Malpractice Mediation Lacks Physician Participation

HealthLeaders Media Staff, December 22, 2010

Using mediation to resolve medical malpractice lawsuits could reduce costs and ensure that procedures are changed in hospitals to prevent recurrences of the error that led to the lawsuit. Too often, however, that potential goes unrealized, according to the authors of a recent study.

“Change will require medical leaders, hospital administrators, and malpractice insurers to temper their suspicion of the tort system sufficiently to approach medical errors and adverse events as learning opportunities, and to retain lawyers who embrace mediation as an opportunity to solve problems, show compassion, and improve care,” according to the study published in the Journal of Health, Politics, Policy and Law.

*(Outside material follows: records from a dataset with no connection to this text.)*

//! Serve command implementation.

use crate::core::config::Config;
use crate::server::{Server, ServerConfig};
use anyhow::{Context, Result};
use clap::Args;
use std::path::PathBuf;

/// Start the shuffle server.
#[derive(Args, Debug)]
pub struct ServeArgs {
    /// Listener port, overriding the configured bind address.
    #[arg(long)]
    pub port: Option<u16>,

    /// TLS material directory, overriding the configured one.
    #[arg(long)]
    pub tls_dir: Option<String>,
}

/// Initialize the tracing subscriber.
fn init_tracing(default_level: &str) {
    use tracing_subscriber::{fmt, prelude::*, EnvFilter};

    let filter =
        EnvFilter::try_from_default_env().unwrap_or_else(|_| EnvFilter::new(default_level));

    tracing_subscriber::registry()
        .with(fmt::layer().with_target(true))
        .with(filter)
        .init();
}

/// Run the serve command with the given config path.
pub async fn run_serve(args: ServeArgs, config_path: &PathBuf, log_level: Option<&str>) -> Result<()> {
    let mut config = Config::from_file(config_path)
        .with_context(|| format!("failed to load config from {config_path:?}"))?;

    if let Some(port) = args.port {
        let mut bind: std::net::SocketAddr = config
            .server
            .bind
            .parse()
            .with_context(|| format!("invalid bind address {}", config.server.bind))?;
        bind.set_port(port);
        config.server.bind = bind.to_string();
    }
    if let Some(tls_dir) = args.tls_dir {
        config.server.tls_dir = Some(tls_dir);
    }

    let level = log_level.unwrap_or(&config.telemetry.log_level);
    init_tracing(level);

    let server = Server::new(ServerConfig::from_config(&config)?);
    server.run().await
}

Researchers looked at 31 cases from 11 nonprofit hospitals in New York City in 2006 and 2007 that went to mediation. About 70 percent of the cases settled either during or after mediation, for amounts from $35,000 to $1.7 million.

The case for mediation would appear to be compelling in medical malpractice cases because:

  • The outcome is under the parties’ control.
  • Plaintiffs can receive payment soon after the harm instead of waiting years.
  • Defendants do not have to pay outside lawyers to try the case.
  • Members of the medical staff do not have to prepare for discovery and a trial.
  • Even if mediation doesn’t resolve the case, it may create enough momentum to lead to a settlement.